(Stored data entries)
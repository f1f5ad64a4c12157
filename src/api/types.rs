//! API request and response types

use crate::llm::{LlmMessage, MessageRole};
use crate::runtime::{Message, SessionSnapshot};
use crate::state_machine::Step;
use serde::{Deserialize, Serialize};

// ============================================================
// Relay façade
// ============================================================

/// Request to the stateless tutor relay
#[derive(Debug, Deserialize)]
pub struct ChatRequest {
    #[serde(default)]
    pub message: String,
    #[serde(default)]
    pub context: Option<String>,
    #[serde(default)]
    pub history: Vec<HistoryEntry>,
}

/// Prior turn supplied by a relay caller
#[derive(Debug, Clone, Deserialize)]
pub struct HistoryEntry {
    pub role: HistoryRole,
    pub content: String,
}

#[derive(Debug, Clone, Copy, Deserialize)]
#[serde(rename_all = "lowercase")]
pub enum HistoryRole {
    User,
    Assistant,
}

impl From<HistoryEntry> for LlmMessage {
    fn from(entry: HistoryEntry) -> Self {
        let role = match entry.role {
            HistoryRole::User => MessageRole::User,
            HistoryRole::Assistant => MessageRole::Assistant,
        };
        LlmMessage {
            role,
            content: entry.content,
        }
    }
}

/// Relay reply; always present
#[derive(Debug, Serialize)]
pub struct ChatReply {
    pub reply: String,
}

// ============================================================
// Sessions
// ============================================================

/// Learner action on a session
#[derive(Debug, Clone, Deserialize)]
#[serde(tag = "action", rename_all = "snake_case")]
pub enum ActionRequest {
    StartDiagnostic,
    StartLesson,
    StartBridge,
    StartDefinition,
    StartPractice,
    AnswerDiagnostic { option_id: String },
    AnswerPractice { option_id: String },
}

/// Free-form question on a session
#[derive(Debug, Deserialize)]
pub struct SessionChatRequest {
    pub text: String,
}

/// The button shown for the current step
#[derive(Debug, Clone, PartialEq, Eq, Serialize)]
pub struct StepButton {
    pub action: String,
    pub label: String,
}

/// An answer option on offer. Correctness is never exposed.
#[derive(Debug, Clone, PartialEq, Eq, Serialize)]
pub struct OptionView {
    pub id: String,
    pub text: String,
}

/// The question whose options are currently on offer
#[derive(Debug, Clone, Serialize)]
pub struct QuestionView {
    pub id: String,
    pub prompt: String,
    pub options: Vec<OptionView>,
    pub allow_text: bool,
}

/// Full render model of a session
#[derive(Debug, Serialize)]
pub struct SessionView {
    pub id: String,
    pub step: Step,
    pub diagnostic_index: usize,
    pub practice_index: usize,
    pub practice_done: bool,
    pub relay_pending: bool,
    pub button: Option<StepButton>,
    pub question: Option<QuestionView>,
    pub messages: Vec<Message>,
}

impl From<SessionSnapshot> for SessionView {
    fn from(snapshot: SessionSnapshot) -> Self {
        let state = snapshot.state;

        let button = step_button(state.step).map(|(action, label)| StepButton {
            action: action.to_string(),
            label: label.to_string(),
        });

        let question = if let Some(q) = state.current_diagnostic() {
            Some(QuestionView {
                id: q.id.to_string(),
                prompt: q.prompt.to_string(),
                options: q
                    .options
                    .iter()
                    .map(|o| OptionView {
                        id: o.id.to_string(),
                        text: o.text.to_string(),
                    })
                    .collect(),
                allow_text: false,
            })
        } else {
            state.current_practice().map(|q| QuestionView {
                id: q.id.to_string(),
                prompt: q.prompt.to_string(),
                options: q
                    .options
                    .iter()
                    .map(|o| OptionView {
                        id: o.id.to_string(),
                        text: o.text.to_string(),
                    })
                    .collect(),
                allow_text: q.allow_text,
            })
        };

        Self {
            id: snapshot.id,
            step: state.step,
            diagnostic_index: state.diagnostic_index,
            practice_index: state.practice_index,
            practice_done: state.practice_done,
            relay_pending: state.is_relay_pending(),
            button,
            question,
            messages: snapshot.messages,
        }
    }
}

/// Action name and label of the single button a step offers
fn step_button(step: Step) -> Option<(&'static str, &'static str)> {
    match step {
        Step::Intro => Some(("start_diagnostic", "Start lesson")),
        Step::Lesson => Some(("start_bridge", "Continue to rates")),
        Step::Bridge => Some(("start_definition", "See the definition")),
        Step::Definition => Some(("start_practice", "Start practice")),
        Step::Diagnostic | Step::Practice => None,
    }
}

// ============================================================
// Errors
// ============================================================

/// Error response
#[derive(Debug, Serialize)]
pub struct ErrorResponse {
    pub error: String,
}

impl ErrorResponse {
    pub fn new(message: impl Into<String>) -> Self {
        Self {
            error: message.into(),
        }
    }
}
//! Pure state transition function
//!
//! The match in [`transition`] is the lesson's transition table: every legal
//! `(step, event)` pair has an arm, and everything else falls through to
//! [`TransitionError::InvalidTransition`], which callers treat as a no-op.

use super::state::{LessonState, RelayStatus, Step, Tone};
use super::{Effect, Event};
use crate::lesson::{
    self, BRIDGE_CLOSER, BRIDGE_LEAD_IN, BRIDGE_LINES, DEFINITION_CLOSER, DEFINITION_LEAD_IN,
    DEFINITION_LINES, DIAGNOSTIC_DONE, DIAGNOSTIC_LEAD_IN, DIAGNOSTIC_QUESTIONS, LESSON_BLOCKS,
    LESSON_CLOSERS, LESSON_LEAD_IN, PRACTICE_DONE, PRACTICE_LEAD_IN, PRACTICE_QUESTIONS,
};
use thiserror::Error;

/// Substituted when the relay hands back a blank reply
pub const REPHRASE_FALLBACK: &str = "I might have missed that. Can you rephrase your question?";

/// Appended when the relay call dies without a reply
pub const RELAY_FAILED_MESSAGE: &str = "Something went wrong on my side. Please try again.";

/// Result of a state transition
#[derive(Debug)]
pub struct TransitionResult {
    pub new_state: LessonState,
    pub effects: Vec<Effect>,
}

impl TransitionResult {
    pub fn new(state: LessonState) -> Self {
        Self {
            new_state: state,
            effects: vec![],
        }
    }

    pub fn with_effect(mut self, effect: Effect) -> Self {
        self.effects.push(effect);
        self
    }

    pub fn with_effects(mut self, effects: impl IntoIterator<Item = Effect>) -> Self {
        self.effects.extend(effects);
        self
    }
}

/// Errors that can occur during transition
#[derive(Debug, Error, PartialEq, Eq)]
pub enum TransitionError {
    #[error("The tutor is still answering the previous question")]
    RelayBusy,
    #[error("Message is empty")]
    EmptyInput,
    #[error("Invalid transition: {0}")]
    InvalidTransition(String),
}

---

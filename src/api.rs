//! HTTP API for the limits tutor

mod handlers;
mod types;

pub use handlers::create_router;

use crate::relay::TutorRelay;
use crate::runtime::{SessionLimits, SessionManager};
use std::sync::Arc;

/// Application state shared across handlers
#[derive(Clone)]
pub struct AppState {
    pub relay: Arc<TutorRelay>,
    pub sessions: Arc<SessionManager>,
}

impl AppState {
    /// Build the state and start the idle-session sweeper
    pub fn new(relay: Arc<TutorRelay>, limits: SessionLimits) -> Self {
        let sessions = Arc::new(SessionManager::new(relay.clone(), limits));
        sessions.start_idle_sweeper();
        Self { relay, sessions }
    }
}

§ **Brief**: If a line above includes the string "messages", pick it out.

§ **Solved problem**:
    pub messages: Vec<Message>,
            messages: snapshot.messages,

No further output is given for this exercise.